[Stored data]

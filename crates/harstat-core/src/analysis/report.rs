use super::group::GroupCounts;
use super::normalize::{NormalizedRecord, Normalizer, UrlPolicy};
use super::percentile::{PercentileMap, SortedSample, check_quantiles};
use super::stats::Stats;
use super::topn::top_n;
use crate::record::{Latency, TransactionRecord};
use crate::{Error, Result};
use serde::Serialize;

pub const DEFAULT_TOP_N: usize = 5;
pub const DEFAULT_SIZE_QUANTILES: [f64; 3] = [0.25, 0.5, 0.90];
pub const DEFAULT_LATENCY_QUANTILES: [f64; 4] = [0.10, 0.50, 0.90, 0.99];

/// Knobs of a report run
#[derive(Debug, Clone, PartialEq)]
pub struct ReportConfig {
    /// Length bound shared by every ranking
    pub top_n: usize,
    /// Quantiles for request sizes; empty omits the mapping
    pub size_quantiles: Vec<f64>,
    /// Quantiles for request latency; empty omits the mapping
    pub latency_quantiles: Vec<f64>,
    pub url_policy: UrlPolicy,
}

impl Default for ReportConfig {
    fn default() -> Self {
        Self {
            top_n: DEFAULT_TOP_N,
            size_quantiles: DEFAULT_SIZE_QUANTILES.to_vec(),
            latency_quantiles: DEFAULT_LATENCY_QUANTILES.to_vec(),
            url_policy: UrlPolicy::default(),
        }
    }
}

impl ReportConfig {
    pub fn new() -> Self {
        Self::default()
    }

    pub fn with_top_n(mut self, top_n: usize) -> Self {
        self.top_n = top_n;
        self
    }

    pub fn with_size_quantiles(mut self, quantiles: Vec<f64>) -> Self {
        self.size_quantiles = quantiles;
        self
    }

    pub fn with_latency_quantiles(mut self, quantiles: Vec<f64>) -> Self {
        self.latency_quantiles = quantiles;
        self
    }

    pub fn with_url_policy(mut self, policy: UrlPolicy) -> Self {
        self.url_policy = policy;
        self
    }

    pub fn validate(&self) -> Result<()> {
        check_quantiles(&self.size_quantiles)?;
        check_quantiles(&self.latency_quantiles)
    }
}

/// Analytical report over one capture session.
///
/// Rankings borrow the records they were computed from.
#[derive(Debug, Clone, PartialEq, Serialize)]
pub struct Report<'a> {
    pub total_records: usize,
    pub latency: Stats<Latency>,
    /// Over the records that carry a server-side latency; absent when none do
    #[serde(skip_serializing_if = "Option::is_none")]
    pub server_latency: Option<Stats<Latency>>,
    pub request_size: Stats<u64>,
    pub response_size: Stats<u64>,
    pub by_status: GroupCounts,
    pub by_method: GroupCounts,
    pub by_host: GroupCounts,
    pub by_url_prefix: GroupCounts,
    /// Records left out of `by_host` and `by_url_prefix` because of a malformed URL
    pub skipped_urls: usize,
    pub top_by_latency: Vec<&'a TransactionRecord>,
    pub top_by_request_size: Vec<&'a TransactionRecord>,
    pub top_by_response_size: Vec<&'a TransactionRecord>,
    #[serde(skip_serializing_if = "Option::is_none")]
    pub request_size_percentiles: Option<PercentileMap<u64>>,
    #[serde(skip_serializing_if = "Option::is_none")]
    pub latency_percentiles: Option<PercentileMap<Latency>>,
}

/// Builds a [`Report`] from one normalized view of the records.
#[derive(Debug, Clone)]
pub struct ReportComposer {
    config: ReportConfig,
}

impl ReportComposer {
    pub fn new(config: ReportConfig) -> Result<Self> {
        config.validate()?;
        Ok(Self { config })
    }

    pub fn compose<'a>(&self, records: &'a [TransactionRecord]) -> Result<Report<'a>> {
        if records.is_empty() {
            return Err(Error::EmptyReport);
        }

        tracing::debug!("Composing report over {} records", records.len());

        let normalized = Normalizer::new(self.config.url_policy).normalize_all(records)?;
        let skipped_urls = normalized.iter().filter(|r| r.url_key.is_none()).count();

        let latency = Stats::compute_with_std_dev(normalized.iter().map(|r| r.latency))?;
        let request_size =
            Stats::compute_with_std_dev(normalized.iter().map(|r| r.request_size))?;
        let response_size =
            Stats::compute_with_std_dev(normalized.iter().map(|r| r.response_size))?;
        let server_latency = optional_field(Stats::compute_with_std_dev(
            normalized.iter().filter_map(|r| r.server_latency),
        ))?;

        let by_status = GroupCounts::count_by(&normalized, |r| Some(r.status));
        let by_method = GroupCounts::count_by(&normalized, |r| Some(r.method.clone()));
        let by_host =
            GroupCounts::count_by(&normalized, |r| r.url_key.as_ref().map(|k| k.host.clone()));
        let by_url_prefix =
            GroupCounts::count_by(&normalized, |r| r.url_key.as_ref().map(|k| k.prefix.clone()));

        let n = self.config.top_n;
        let top_by_latency = ranked(&normalized, n, |r| r.latency);
        let top_by_request_size = ranked(&normalized, n, |r| r.request_size);
        let top_by_response_size = ranked(&normalized, n, |r| r.response_size);

        let request_size_percentiles = field_percentiles(
            normalized.iter().map(|r| r.request_size).collect(),
            &self.config.size_quantiles,
        )?;
        let latency_percentiles = field_percentiles(
            normalized.iter().map(|r| r.latency).collect(),
            &self.config.latency_quantiles,
        )?;

        if skipped_urls > 0 {
            tracing::warn!(
                "{} of {} records had malformed URLs and were left out of URL groupings",
                skipped_urls,
                records.len()
            );
        }

        tracing::info!(
            "Report complete: {} records, avg latency {:.2} ms, {} status codes",
            records.len(),
            latency.average,
            by_status.len()
        );

        Ok(Report {
            total_records: records.len(),
            latency,
            server_latency,
            request_size,
            response_size,
            by_status,
            by_method,
            by_host,
            by_url_prefix,
            skipped_urls,
            top_by_latency,
            top_by_request_size,
            top_by_response_size,
            request_size_percentiles,
            latency_percentiles,
        })
    }
}

/// Compose a report with `config` in one call.
pub fn compose_report<'a>(
    records: &'a [TransactionRecord],
    config: &ReportConfig,
) -> Result<Report<'a>> {
    ReportComposer::new(config.clone())?.compose(records)
}

fn ranked<'a, K, F>(normalized: &[NormalizedRecord<'a>], n: usize, key: F) -> Vec<&'a TransactionRecord>
where
    K: PartialOrd,
    F: Fn(&NormalizedRecord<'a>) -> K,
{
    top_n(normalized, n, key)
        .into_iter()
        .map(|r| r.record)
        .collect()
}

fn field_percentiles<T: super::stats::Measure>(
    values: Vec<T>,
    quantiles: &[f64],
) -> Result<Option<PercentileMap<T>>> {
    if quantiles.is_empty() {
        return Ok(None);
    }
    SortedSample::new(values)?.percentiles(quantiles).map(Some)
}

/// An empty field yields `None`; every other error still propagates.
fn optional_field<T>(result: Result<T>) -> Result<Option<T>> {
    match result {
        Ok(value) => Ok(Some(value)),
        Err(Error::EmptyInput) => Ok(None),
        Err(err) => Err(err),
    }
}

#[cfg(test)]
mod tests {
    use super::*;
    use crate::ErrorKind;

    fn record(id: &str, url: &str, latency_ms: f64, request_size: u64) -> TransactionRecord {
        TransactionRecord::new(id, "GET", url)
            .with_status(200)
            .with_latency(Latency::from_millis_f64(latency_ms))
            .with_sizes(request_size, request_size * 10)
    }

    fn ids(records: &[&TransactionRecord]) -> Vec<String> {
        records.iter().map(|r| r.id.clone()).collect()
    }

    #[test]
    fn test_latency_ranking_and_stats() {
        let records = vec![
            record("a", "http://h/x", 100.0, 50),
            record("b", "http://h/y", 300.0, 10),
            record("c", "http://h/z", 200.0, 30),
        ];
        let config = ReportConfig::new().with_top_n(2);
        let report = compose_report(&records, &config).unwrap();

        assert_eq!(ids(&report.top_by_latency), vec!["b", "c"]);
        assert_eq!(report.latency.min, Latency::from_millis_f64(100.0));
        assert_eq!(report.latency.max, Latency::from_millis_f64(300.0));
        assert!((report.latency.average - 200.0).abs() < 1e-9);
        assert_eq!(ids(&report.top_by_request_size), vec!["a", "c"]);
        assert_eq!(ids(&report.top_by_response_size), vec!["a", "c"]);
    }

    #[test]
    fn test_empty_input_is_empty_report() {
        let err = compose_report(&[], &ReportConfig::default()).unwrap_err();
        assert_eq!(err.kind(), ErrorKind::EmptyReport);
    }

    #[test]
    fn test_status_groups() {
        let records = vec![
            record("1", "http://h/a", 1.0, 1).with_status(404),
            record("2", "http://h/b", 1.0, 1).with_status(404),
            record("3", "http://h/c", 1.0, 1).with_status(200),
        ];
        let report = compose_report(&records, &ReportConfig::default()).unwrap();

        assert_eq!(report.by_status.len(), 2);
        assert_eq!(report.by_status.get("404"), 2);
        assert_eq!(report.by_status.get("200"), 1);
        assert_eq!(report.by_status.total(), records.len());
    }

    #[test]
    fn test_url_prefix_groups() {
        let records = vec![
            record("1", "http://h/a/b/c", 1.0, 1),
            record("2", "http://h/a/b/d", 1.0, 1),
        ];
        let report = compose_report(&records, &ReportConfig::default()).unwrap();

        assert_eq!(report.by_url_prefix.len(), 1);
        assert_eq!(report.by_url_prefix.get("http://h/a/b"), 2);
        assert_eq!(report.by_host.get("h"), 2);
    }

    #[test]
    fn test_malformed_url_skipped_from_url_groups_only() {
        let records = vec![
            record("1", "http://h/a/b", 10.0, 1),
            record("2", "not a url", 500.0, 1).with_status(500),
            record("3", "", 5.0, 1),
        ];
        let report = compose_report(&records, &ReportConfig::default()).unwrap();

        assert_eq!(report.skipped_urls, 2);
        assert_eq!(report.by_url_prefix.total(), 1);
        assert_eq!(report.by_host.total(), 1);
        assert_eq!(report.by_status.total(), 3);
        assert_eq!(report.latency.count, 3);
        assert_eq!(ids(&report.top_by_latency)[0], "2");
    }

    #[test]
    fn test_malformed_url_aborts_when_configured() {
        let records = vec![record("1", "not a url", 1.0, 1)];
        let config = ReportConfig::new().with_url_policy(UrlPolicy::Abort);
        let err = compose_report(&records, &config).unwrap_err();
        assert_eq!(err.kind(), ErrorKind::MalformedUrl);
    }

    #[test]
    fn test_percentiles_use_configured_quantiles() {
        let records: Vec<TransactionRecord> = (1..=10)
            .map(|i| record(&i.to_string(), "http://h/p", f64::from(i) * 10.0, i as u64))
            .collect();
        let report = compose_report(&records, &ReportConfig::default()).unwrap();

        let sizes = report.request_size_percentiles.as_ref().unwrap();
        assert_eq!(sizes.len(), 3);
        assert_eq!(sizes["p25"], 3);
        assert_eq!(sizes["p50"], 5);
        assert_eq!(sizes["p90"], 9);

        let latencies = report.latency_percentiles.as_ref().unwrap();
        assert_eq!(latencies.len(), 4);
        assert_eq!(latencies["p10"], Latency::from_millis_f64(10.0));
        assert_eq!(latencies["p99"], Latency::from_millis_f64(100.0));
    }

    #[test]
    fn test_empty_quantile_set_omits_mapping() {
        let records = vec![record("1", "http://h/a", 1.0, 1)];
        let config = ReportConfig::new()
            .with_size_quantiles(Vec::new())
            .with_latency_quantiles(vec![0.5]);
        let report = compose_report(&records, &config).unwrap();

        assert!(report.request_size_percentiles.is_none());
        assert_eq!(report.latency_percentiles.unwrap().len(), 1);
    }

    #[test]
    fn test_invalid_quantile_rejected_up_front() {
        let config = ReportConfig::new().with_latency_quantiles(vec![0.5, 1.2]);
        let err = ReportComposer::new(config).unwrap_err();
        assert_eq!(err.kind(), ErrorKind::InvalidQuantile);
    }

    #[test]
    fn test_colliding_quantile_labels_rejected_up_front() {
        let config = ReportConfig::new().with_size_quantiles(vec![0.1234501, 0.1234502]);
        let err = ReportComposer::new(config).unwrap_err();
        assert_eq!(err.kind(), ErrorKind::InvalidQuantile);

        // Separate sets produce separate maps, so sharing a label across them is fine
        let config = ReportConfig::new()
            .with_size_quantiles(vec![0.5])
            .with_latency_quantiles(vec![0.5]);
        assert!(config.validate().is_ok());
    }

    #[test]
    fn test_server_latency_only_when_present() {
        let without = vec![record("1", "http://h/a", 1.0, 1)];
        let report = compose_report(&without, &ReportConfig::default()).unwrap();
        assert!(report.server_latency.is_none());

        let with = vec![
            record("1", "http://h/a", 9.0, 1).with_server_latency(Latency::from_millis_f64(4.0)),
            record("2", "http://h/a", 9.0, 1),
        ];
        let report = compose_report(&with, &ReportConfig::default()).unwrap();
        let server = report.server_latency.unwrap();
        assert_eq!(server.count, 1);
        assert_eq!(server.max, Latency::from_millis_f64(4.0));
    }

    #[test]
    fn test_composing_twice_is_identical() {
        let records = vec![
            record("1", "http://h/a/1", 12.5, 40),
            record("2", "http://h/a/2", 12.5, 40).with_status(302),
            record("3", "https://other/x/y", 3.25, 7),
        ];
        let config = ReportConfig::default();

        let first = compose_report(&records, &config).unwrap();
        let second = compose_report(&records, &config).unwrap();

        assert_eq!(first, second);
        assert_eq!(
            serde_json::to_string(&first).unwrap(),
            serde_json::to_string(&second).unwrap()
        );
    }
}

# REQUIRED WORK
What is the number of lines above that contain the string "ReportComposer"? Answer with that number only.

# RESULT
5